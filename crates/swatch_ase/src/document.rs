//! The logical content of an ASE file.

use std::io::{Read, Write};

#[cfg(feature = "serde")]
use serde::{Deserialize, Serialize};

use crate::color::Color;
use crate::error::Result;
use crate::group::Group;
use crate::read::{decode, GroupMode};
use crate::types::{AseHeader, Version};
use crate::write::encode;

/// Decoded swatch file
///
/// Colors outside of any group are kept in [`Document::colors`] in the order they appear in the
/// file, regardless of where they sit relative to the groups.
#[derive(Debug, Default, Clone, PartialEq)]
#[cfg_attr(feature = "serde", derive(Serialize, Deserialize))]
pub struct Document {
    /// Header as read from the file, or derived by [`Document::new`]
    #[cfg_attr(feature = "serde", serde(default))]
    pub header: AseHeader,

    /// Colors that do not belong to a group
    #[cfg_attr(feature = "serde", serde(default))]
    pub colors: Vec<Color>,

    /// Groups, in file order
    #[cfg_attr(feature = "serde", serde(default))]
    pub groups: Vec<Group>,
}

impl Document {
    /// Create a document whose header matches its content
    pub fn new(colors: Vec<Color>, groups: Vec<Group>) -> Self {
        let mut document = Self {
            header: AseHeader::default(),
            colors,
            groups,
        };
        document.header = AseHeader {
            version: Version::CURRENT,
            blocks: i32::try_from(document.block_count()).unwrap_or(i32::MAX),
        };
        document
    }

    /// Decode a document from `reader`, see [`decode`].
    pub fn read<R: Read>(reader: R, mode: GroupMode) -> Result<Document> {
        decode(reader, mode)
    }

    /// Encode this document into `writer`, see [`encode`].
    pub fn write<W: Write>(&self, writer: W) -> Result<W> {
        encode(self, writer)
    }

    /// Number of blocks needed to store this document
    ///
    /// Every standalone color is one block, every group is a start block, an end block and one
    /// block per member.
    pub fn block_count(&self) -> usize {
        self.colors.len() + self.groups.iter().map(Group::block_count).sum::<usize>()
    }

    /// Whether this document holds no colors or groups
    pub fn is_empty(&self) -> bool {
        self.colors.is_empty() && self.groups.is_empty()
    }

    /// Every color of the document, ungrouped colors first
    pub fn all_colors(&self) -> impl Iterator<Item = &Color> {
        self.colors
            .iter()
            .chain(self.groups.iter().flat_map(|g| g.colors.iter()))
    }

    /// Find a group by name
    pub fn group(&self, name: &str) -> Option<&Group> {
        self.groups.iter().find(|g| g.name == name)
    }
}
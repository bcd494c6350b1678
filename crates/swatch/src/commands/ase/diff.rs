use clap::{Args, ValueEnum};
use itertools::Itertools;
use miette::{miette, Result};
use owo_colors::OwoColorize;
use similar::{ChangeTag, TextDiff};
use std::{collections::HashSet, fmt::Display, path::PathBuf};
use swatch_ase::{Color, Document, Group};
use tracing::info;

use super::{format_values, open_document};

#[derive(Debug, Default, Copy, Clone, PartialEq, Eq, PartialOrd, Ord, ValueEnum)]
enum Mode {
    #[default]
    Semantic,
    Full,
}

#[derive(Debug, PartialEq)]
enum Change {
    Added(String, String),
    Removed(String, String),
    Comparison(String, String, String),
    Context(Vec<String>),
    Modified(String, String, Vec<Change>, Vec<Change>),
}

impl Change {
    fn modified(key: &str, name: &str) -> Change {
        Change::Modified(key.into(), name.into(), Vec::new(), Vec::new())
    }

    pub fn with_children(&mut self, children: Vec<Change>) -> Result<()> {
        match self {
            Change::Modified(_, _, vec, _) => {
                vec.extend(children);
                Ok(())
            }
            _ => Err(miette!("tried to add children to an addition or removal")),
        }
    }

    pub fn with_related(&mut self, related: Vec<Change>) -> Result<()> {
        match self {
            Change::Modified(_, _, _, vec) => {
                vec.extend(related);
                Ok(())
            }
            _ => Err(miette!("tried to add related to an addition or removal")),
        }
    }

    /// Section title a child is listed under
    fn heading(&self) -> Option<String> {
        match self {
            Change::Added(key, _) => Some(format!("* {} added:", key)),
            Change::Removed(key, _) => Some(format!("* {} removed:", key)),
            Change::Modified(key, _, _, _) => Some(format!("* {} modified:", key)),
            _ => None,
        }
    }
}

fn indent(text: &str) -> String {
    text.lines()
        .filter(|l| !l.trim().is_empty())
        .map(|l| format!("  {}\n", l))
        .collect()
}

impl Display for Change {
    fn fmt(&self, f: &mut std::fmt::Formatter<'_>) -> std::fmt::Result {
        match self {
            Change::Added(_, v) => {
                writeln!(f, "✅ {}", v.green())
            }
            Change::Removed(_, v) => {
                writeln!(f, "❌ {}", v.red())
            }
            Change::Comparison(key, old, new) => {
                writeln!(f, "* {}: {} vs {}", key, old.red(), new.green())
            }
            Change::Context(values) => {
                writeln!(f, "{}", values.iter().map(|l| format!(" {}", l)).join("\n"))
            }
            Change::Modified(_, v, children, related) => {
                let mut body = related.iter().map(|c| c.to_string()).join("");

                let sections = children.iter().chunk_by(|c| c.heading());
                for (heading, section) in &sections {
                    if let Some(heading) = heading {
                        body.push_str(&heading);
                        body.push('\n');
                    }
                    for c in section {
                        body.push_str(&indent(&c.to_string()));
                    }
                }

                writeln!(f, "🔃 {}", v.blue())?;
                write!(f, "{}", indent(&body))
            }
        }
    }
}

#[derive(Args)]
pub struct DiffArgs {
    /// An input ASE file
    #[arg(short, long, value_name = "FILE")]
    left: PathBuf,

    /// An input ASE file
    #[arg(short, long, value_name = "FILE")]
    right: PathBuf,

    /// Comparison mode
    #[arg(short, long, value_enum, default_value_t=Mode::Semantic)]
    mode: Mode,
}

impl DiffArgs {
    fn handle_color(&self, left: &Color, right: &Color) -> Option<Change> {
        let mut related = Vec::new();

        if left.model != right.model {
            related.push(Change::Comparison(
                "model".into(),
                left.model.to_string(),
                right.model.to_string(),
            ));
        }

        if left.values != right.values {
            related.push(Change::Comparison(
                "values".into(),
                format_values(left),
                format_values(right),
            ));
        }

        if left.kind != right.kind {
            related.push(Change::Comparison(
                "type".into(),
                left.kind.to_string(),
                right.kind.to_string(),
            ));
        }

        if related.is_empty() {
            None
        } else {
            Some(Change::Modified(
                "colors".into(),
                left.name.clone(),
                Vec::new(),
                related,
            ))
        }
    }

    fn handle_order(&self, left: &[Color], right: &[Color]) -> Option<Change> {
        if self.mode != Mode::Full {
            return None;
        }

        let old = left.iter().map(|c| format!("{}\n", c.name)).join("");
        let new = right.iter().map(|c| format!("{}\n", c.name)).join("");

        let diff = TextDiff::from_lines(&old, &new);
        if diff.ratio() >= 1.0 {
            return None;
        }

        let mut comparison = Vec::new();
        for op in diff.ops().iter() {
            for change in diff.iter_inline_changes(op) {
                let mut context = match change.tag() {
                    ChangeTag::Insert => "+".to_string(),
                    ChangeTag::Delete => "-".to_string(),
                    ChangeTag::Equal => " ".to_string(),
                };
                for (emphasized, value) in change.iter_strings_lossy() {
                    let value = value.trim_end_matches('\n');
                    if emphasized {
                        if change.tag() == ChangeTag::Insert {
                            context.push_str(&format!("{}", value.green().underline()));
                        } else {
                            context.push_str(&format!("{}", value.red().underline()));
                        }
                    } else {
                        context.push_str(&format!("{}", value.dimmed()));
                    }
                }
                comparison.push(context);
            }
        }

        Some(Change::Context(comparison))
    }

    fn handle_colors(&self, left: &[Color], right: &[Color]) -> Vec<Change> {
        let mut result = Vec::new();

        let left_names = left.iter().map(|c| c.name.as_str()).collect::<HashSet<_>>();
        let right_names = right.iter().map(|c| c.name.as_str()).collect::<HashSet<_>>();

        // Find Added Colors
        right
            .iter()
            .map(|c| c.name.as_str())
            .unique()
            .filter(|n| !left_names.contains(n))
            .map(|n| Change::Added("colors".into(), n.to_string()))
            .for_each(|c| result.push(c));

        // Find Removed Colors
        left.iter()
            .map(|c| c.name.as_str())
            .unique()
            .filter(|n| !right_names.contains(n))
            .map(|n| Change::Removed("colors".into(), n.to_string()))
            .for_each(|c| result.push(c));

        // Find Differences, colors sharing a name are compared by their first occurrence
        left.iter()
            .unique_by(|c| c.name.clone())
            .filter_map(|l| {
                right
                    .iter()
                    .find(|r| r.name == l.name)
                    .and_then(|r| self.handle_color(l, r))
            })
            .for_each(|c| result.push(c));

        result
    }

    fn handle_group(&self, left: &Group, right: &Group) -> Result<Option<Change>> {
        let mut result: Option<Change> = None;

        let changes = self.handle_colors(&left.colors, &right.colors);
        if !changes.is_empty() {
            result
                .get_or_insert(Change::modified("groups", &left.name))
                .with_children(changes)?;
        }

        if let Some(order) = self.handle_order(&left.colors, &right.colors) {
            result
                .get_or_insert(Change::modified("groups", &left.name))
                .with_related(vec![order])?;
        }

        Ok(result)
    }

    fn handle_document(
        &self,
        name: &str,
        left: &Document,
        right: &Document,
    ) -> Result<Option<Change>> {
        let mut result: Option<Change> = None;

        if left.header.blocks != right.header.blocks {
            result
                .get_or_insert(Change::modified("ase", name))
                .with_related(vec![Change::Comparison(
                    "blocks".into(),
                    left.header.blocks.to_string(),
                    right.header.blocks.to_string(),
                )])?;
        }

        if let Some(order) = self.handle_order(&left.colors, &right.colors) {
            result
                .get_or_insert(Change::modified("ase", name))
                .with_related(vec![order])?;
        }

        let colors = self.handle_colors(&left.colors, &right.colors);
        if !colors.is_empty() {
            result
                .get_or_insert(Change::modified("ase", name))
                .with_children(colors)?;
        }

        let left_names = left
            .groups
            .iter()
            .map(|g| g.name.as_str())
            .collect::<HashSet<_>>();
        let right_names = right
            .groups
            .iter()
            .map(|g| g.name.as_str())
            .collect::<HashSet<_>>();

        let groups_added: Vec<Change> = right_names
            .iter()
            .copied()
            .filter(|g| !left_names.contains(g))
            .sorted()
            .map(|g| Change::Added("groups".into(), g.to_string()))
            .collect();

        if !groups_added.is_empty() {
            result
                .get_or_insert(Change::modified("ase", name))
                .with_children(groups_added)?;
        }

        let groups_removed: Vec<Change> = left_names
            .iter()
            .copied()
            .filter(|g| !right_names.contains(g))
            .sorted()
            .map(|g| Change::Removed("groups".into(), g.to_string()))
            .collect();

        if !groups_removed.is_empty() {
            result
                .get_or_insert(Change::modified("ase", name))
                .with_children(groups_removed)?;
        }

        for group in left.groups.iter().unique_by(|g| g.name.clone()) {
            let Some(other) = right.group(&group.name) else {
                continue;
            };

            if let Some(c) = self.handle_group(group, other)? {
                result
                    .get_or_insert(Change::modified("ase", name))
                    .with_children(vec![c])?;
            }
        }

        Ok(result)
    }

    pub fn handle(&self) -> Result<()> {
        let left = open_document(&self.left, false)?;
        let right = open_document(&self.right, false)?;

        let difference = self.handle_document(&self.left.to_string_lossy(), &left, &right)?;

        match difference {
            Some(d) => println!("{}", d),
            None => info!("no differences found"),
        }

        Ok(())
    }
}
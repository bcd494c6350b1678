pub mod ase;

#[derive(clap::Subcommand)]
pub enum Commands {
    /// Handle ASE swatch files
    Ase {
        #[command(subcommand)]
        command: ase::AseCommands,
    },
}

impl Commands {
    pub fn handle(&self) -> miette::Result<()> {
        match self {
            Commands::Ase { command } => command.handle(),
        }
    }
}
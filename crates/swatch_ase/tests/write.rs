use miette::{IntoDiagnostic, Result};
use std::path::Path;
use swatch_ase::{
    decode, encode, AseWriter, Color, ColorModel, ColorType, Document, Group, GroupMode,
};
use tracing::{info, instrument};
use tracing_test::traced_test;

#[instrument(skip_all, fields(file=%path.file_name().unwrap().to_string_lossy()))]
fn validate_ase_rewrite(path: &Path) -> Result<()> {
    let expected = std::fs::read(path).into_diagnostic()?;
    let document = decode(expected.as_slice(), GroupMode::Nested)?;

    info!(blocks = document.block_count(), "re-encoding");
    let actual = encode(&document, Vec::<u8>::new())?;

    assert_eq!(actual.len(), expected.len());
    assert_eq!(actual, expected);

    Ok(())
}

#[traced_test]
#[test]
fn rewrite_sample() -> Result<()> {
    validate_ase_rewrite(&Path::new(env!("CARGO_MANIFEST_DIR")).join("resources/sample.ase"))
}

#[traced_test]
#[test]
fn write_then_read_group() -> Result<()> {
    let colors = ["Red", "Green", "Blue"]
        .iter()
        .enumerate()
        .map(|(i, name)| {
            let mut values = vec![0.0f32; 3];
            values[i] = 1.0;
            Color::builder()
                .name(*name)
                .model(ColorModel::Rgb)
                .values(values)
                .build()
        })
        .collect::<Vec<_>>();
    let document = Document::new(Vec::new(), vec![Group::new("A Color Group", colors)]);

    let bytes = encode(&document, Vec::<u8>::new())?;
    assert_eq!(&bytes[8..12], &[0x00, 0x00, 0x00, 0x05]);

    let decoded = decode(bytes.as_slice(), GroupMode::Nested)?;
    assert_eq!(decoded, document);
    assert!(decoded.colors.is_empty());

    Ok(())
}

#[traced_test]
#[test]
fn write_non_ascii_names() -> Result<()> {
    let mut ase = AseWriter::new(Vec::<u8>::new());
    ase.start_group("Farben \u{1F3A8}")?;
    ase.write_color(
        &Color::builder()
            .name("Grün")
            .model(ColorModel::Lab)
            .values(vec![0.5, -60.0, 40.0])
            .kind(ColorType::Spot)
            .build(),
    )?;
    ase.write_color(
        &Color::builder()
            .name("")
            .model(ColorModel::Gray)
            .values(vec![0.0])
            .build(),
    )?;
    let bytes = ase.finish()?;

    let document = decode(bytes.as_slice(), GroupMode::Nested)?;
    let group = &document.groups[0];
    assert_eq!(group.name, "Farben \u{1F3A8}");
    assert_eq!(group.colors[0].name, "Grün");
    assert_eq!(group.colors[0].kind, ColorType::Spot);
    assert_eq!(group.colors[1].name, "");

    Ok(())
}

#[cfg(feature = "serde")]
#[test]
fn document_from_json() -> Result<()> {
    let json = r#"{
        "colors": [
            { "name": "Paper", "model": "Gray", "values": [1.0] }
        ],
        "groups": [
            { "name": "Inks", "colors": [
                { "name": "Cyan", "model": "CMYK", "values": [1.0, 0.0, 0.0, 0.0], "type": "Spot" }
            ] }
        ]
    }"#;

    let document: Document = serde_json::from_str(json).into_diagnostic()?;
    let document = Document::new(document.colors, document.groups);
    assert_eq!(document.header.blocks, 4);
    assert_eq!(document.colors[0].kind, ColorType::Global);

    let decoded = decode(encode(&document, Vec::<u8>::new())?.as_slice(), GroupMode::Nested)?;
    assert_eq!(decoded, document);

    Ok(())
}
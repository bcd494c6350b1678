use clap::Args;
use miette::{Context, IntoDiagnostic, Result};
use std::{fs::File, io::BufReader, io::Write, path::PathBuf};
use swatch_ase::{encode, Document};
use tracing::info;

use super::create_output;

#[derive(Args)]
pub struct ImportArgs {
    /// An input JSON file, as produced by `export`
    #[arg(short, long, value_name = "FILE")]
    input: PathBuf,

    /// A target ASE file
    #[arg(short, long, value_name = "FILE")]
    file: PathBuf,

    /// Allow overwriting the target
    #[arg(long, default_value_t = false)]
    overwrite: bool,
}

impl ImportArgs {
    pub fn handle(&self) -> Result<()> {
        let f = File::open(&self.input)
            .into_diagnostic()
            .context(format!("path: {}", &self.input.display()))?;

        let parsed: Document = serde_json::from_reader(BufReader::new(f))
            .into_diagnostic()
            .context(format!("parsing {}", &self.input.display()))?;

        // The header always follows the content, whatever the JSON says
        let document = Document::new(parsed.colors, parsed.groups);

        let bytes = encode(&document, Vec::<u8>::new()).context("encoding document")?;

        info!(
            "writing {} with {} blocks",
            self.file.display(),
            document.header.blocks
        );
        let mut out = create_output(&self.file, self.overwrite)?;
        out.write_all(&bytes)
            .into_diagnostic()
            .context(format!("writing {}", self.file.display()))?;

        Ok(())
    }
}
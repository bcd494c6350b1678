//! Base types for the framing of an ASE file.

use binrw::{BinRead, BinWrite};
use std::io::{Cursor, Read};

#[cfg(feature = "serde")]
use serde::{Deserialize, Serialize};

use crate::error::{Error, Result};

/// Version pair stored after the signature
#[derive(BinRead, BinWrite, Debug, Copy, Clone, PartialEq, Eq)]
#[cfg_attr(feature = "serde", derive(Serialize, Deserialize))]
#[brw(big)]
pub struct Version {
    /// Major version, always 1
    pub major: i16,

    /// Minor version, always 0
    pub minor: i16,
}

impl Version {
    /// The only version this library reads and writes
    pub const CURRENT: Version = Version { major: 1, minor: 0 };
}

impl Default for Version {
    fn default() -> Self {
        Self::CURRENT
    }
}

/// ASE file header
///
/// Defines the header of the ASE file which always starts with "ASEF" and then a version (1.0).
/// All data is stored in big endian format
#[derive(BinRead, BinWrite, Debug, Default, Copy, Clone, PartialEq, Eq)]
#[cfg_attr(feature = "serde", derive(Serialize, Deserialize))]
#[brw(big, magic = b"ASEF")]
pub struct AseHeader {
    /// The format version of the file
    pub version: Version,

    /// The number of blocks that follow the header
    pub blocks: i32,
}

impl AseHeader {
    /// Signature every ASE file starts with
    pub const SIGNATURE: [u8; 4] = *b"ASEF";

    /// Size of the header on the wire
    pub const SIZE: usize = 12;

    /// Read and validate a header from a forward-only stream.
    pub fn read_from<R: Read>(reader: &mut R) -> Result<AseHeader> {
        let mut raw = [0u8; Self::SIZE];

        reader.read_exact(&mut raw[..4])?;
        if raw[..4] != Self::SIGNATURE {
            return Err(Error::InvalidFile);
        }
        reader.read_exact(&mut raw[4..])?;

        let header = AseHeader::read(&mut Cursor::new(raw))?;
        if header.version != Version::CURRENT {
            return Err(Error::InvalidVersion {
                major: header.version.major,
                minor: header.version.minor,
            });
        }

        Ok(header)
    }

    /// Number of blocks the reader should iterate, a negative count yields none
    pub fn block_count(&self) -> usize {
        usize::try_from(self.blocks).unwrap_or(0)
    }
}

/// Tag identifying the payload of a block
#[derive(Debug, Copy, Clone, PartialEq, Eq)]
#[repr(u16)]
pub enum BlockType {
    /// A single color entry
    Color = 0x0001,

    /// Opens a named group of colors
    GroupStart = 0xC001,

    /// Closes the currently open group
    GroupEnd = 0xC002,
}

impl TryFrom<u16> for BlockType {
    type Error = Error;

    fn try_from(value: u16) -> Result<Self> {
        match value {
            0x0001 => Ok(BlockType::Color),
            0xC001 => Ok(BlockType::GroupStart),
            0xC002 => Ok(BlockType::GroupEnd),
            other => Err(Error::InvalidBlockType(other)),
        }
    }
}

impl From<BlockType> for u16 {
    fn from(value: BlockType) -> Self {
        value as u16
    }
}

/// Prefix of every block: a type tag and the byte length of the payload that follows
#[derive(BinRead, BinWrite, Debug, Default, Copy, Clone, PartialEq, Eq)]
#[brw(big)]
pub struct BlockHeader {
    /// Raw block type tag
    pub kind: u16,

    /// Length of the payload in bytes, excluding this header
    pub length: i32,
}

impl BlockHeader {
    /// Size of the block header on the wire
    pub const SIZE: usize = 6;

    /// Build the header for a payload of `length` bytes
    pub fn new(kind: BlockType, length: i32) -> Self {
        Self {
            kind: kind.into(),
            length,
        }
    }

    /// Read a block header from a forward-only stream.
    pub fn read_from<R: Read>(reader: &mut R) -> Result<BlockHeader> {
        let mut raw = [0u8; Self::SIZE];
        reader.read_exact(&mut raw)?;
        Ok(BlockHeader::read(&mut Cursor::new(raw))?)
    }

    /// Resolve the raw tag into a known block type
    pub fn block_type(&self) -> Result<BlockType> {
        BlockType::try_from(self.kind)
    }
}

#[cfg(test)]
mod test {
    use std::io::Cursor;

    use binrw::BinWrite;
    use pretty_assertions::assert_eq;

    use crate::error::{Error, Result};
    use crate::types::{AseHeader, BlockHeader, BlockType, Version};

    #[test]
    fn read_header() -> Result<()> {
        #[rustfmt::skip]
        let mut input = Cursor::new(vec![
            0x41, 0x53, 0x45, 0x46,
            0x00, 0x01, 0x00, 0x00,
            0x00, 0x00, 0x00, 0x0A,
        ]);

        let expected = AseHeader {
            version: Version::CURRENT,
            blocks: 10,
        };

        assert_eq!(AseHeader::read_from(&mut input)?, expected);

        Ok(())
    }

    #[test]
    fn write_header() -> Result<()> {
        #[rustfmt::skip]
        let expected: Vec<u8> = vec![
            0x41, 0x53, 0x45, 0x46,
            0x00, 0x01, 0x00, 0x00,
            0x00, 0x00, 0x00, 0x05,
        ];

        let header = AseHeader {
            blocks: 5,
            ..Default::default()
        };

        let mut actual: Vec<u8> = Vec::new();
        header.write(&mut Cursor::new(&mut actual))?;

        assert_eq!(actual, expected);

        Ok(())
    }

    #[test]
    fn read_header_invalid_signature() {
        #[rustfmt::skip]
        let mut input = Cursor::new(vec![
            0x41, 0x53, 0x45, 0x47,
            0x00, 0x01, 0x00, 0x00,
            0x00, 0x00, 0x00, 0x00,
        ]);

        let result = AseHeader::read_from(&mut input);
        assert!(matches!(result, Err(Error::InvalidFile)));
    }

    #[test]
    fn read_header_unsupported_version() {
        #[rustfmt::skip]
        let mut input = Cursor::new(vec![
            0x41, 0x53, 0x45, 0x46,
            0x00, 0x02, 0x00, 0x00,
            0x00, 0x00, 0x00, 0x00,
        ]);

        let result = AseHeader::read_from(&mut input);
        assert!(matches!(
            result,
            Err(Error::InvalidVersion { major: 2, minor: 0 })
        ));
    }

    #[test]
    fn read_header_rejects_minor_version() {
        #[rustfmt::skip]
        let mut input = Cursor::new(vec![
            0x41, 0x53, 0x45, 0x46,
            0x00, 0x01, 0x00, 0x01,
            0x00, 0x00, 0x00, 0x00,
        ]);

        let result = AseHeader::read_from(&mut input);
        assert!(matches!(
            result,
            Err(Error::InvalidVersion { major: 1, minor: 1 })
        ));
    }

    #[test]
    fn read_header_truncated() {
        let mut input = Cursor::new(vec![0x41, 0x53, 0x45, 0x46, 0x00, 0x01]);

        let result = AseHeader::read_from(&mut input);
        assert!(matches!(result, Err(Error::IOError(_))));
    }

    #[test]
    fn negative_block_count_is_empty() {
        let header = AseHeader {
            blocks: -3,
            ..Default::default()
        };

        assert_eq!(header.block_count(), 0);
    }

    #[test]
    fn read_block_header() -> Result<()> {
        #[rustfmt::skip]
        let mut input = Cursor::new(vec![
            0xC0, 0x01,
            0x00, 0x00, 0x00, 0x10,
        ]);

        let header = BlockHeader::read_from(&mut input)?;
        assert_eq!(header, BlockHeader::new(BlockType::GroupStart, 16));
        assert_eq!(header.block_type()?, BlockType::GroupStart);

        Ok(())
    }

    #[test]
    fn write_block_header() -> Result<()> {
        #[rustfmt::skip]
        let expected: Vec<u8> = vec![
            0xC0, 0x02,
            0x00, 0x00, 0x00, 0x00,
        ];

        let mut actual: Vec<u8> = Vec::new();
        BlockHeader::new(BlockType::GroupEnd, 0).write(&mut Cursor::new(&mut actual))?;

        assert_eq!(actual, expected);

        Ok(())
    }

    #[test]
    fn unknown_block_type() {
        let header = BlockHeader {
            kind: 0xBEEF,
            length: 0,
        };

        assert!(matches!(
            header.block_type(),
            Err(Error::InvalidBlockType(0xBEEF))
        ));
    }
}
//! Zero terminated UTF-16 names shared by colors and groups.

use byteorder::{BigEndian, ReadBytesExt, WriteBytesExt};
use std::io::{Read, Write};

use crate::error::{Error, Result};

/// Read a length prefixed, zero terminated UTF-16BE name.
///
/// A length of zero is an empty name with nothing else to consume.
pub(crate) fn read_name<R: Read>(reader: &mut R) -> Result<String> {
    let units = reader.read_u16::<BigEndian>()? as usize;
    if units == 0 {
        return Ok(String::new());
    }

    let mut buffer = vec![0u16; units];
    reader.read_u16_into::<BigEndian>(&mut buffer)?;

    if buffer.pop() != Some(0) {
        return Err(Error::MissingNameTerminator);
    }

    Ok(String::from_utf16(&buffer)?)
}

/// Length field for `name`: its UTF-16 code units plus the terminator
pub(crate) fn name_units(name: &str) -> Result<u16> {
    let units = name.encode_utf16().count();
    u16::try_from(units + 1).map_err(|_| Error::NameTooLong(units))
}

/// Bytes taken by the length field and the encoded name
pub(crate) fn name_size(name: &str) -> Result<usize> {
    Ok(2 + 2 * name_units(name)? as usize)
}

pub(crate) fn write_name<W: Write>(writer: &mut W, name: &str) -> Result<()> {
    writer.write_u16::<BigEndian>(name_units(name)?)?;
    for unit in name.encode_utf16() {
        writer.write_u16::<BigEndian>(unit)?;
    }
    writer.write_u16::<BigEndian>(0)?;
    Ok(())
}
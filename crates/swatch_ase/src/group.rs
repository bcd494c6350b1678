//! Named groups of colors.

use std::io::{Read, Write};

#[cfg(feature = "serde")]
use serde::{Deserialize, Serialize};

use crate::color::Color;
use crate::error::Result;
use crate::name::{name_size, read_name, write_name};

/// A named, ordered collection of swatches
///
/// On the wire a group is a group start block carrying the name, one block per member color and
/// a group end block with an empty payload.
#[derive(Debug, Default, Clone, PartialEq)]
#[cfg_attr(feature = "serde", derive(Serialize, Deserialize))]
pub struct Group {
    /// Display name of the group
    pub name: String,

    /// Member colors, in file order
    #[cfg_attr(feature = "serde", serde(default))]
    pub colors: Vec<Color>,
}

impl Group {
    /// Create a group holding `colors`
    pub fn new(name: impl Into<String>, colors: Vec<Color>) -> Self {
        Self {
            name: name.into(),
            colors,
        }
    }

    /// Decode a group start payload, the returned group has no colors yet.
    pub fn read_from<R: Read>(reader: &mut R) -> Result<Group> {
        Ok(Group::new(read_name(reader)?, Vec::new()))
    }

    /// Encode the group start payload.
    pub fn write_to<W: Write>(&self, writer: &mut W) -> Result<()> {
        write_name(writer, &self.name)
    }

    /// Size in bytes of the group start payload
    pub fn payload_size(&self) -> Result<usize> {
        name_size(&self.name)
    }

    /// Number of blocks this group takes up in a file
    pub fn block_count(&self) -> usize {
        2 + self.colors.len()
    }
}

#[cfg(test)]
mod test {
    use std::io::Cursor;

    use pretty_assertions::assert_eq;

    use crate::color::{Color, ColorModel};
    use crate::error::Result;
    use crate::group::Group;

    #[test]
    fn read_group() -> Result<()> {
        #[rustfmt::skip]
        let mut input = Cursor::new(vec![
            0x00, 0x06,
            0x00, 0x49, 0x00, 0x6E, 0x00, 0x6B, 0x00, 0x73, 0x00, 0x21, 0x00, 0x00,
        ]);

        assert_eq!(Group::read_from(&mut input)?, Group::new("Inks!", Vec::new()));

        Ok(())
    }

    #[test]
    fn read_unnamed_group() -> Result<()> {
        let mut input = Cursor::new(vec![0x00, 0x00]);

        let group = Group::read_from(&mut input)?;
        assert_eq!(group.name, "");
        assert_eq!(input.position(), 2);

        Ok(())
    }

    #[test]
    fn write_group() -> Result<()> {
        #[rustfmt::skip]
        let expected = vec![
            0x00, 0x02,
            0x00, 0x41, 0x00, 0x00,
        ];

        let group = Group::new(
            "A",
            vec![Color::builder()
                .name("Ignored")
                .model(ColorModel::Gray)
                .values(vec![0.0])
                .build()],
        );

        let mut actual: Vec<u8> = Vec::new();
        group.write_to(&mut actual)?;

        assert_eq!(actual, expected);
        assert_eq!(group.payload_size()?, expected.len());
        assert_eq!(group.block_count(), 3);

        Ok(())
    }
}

-=-=-

Reply with only the number of lines in the entries that contain the word "bool".

SOLUTION TO THIS EXERCISE - 2